Sunday, February 28, 2010
I’m sitting in my study, a strange and jumbled room, the last in the house papered in one of the tiny florals beloved by the last owner. It is the least offensive of the tiny florals, which is probably why it has lasted this long. Functional in a haphazard way, the room has too much furniture and is the only reasonable place in the house for the treadmill. I’m looking at the room, and I’m trying to figure out what would make it a more pleasant place to sit on a sunny Sunday afternoon.
Clearly the first step is to move out everything that is not immediately important to the room’s best use. (We will work around the treadmill for now.) Since I am no longer attempting to run a business from this room, I don’t need as many shelves, but which should go? The tall ones that add a library feel? Or the waist-high deeper ones that accommodate piles of paperwork so nicely? Is there room somewhere for a cozy chair for reading here? Is it time to give up on my tall armoire that was made from a kit and still is missing its doors? Should I put some of the shelves in the closet? Can I really work around the treadmill? Will I ever know what storage I need unless I actually sort out piles of old paperwork?
So many questions, but only one real answer: clear out the old. Only then will it be possible to imagine the new. I’m craving a new house project, something that takes my personal space to a new level of function and comfort, but I can’t see my way to it. For now, it’s prep work and waiting for inspiration—my least favorite (though essential) part of the creative process.
Funny, I didn’t see the answer before I started writing, but now I do. Not the whole answer, not yet. But it is time for the last of the tiny florals to go. I have the wallpaper already, purchased when I moved in almost eight years ago. A mellow yellow with a small abstract repeat, suitable for a study or a bedroom. I think the armoire goes upstairs, maybe the treadmill, too. Keep the tall shelves, and move them to a different wall, no longer in front of the second bathroom door. Put one set of the lower shelves in the closet, the other two out in the mudroom, which needs more function of its own. Give away extra electronic equipment. Clear out, clean up, wallpaper and paint. It’s a plan.
I wish the shape of my new life were as easy to discern. In a strange twist, I was accused last week of “liking my job too much.” I do like my job a lot. I think I am well suited to it. I like getting out into the community and finding out about projects, then doing what I can to help them along. I like my colleagues. I pad around in my sock feet most of the day, leading some of my colleagues to offer to take up a collection to buy me shoes. And most of all, I like that part where every two weeks, the federal government zaps money into my bank account. Whoo-ee! I think long term federal employees have lost track of the value of a regular paycheck and outstanding benefits, but it is all new and exciting to me.
Yes, I like my job, and I like my routine of walking in the early morning. I like my commute, and I am re-adjusting to having forty hours of my week scheduled for me. But it’s the rest of it I can’t quite envision yet. Who do I hang around with? What thoughts and dreams and activities make me who I will be? It’s stunning how much of our lives change with the change of a job.
One thing I am letting go is the church I have attended more off than on for the past eight years.

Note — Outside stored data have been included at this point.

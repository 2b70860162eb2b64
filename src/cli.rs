use std::path::PathBuf;

use clap::{Args, Parser, Subcommand, ValueEnum};

#[derive(Parser, Debug)]
#[command(
    name = "realty",
    version,
    about = "Property listing CSV ingest and upload tooling"
)]
pub struct Cli {
    #[command(subcommand)]
    pub command: Commands,
}

#[derive(Subcommand, Debug)]
pub enum Commands {
    Ingest(IngestArgs),
    Status(StatusArgs),
}

#[derive(Copy, Clone, Debug, Eq, PartialEq, ValueEnum)]
pub enum UploadMode {
    Batch,
    PerRow,
}

impl UploadMode {
    pub fn as_str(self) -> &'static str {
        match self {
            Self::Batch => "batch",
            Self::PerRow => "per-row",
        }
    }
}

#[derive(Copy, Clone, Debug, Eq, PartialEq, ValueEnum)]
pub enum StoreKind {
    Postgrest,
    Sqlite,
}

/// Store selection and credentials shared by every command that talks to the store.
#[derive(Args, Debug, Clone)]
pub struct StoreArgs {
    #[arg(long, value_enum, default_value_t = StoreKind::Postgrest)]
    pub store: StoreKind,

    #[arg(long, env = "SUPABASE_URL")]
    pub store_url: Option<String>,

    #[arg(long, env = "SUPABASE_ANON_KEY", hide_env_values = true)]
    pub store_key: Option<String>,

    #[arg(long, default_value = "properties")]
    pub table: String,

    #[arg(long)]
    pub sqlite_path: Option<PathBuf>,
}

#[derive(Args, Debug, Clone)]
pub struct IngestArgs {
    #[arg(long)]
    pub csv: PathBuf,

    #[arg(long, default_value = ".cache/realty")]
    pub output_dir: PathBuf,

    #[arg(long)]
    pub report_path: Option<PathBuf>,

    #[arg(long, default_value_t = false)]
    pub report_ids: bool,

    #[arg(long)]
    pub field_map: Option<PathBuf>,

    #[arg(long, value_enum, default_value_t = UploadMode::Batch)]
    pub mode: UploadMode,

    #[arg(long, default_value_t = 50)]
    pub batch_size: usize,

    #[arg(long, default_value_t = 100)]
    pub pause_ms: u64,

    #[arg(long, default_value_t = 9, allow_negative_numbers = true)]
    pub id_utc_offset_hours: i32,

    #[arg(long, default_value_t = false)]
    pub dry_run: bool,

    /// Delete every stored row before uploading.
    #[arg(long, default_value_t = false)]
    pub replace: bool,

    #[arg(long, env = "SLACK_WEBHOOK_URL", hide_env_values = true)]
    pub slack_webhook_url: Option<String>,

    #[command(flatten)]
    pub store: StoreArgs,
}

#[derive(Args, Debug, Clone)]
pub struct StatusArgs {
    #[arg(long, default_value = ".cache/realty")]
    pub output_dir: PathBuf,

    #[arg(long, default_value_t = false)]
    pub skip_store: bool,

    #[command(flatten)]
    pub store: StoreArgs,
}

I was there pretty religiously for a year, then got busy with economic development and lapsed, and finally went back about a year ago. The people are pleasant enough, though not particularly friendly, but then we are in New England. But I am missing there the hands-on connection to the broader community and the intellectual exchange that I had in a past church experience. I kept hoping that I would come to appreciate this church for what it is, but the spark doesn’t seem to be there, at least not for me. Time to stop. Time to open up that time in the week and see what new feathered thing presents itself in my life. Doing the same thing over and over doesn’t leave room for hope or for charity.
I wonder, is there something I am missing? Is there something I need to finish in order to be able to move forward? I really don’t know, and all I can do is clear out the old in order to make room for what is to come. This in itself is an exercise in hope.
Meanwhile, I think I will move out furniture and get rid of that last tiny print wallpaper. Then maybe I will be able to see the possibilities.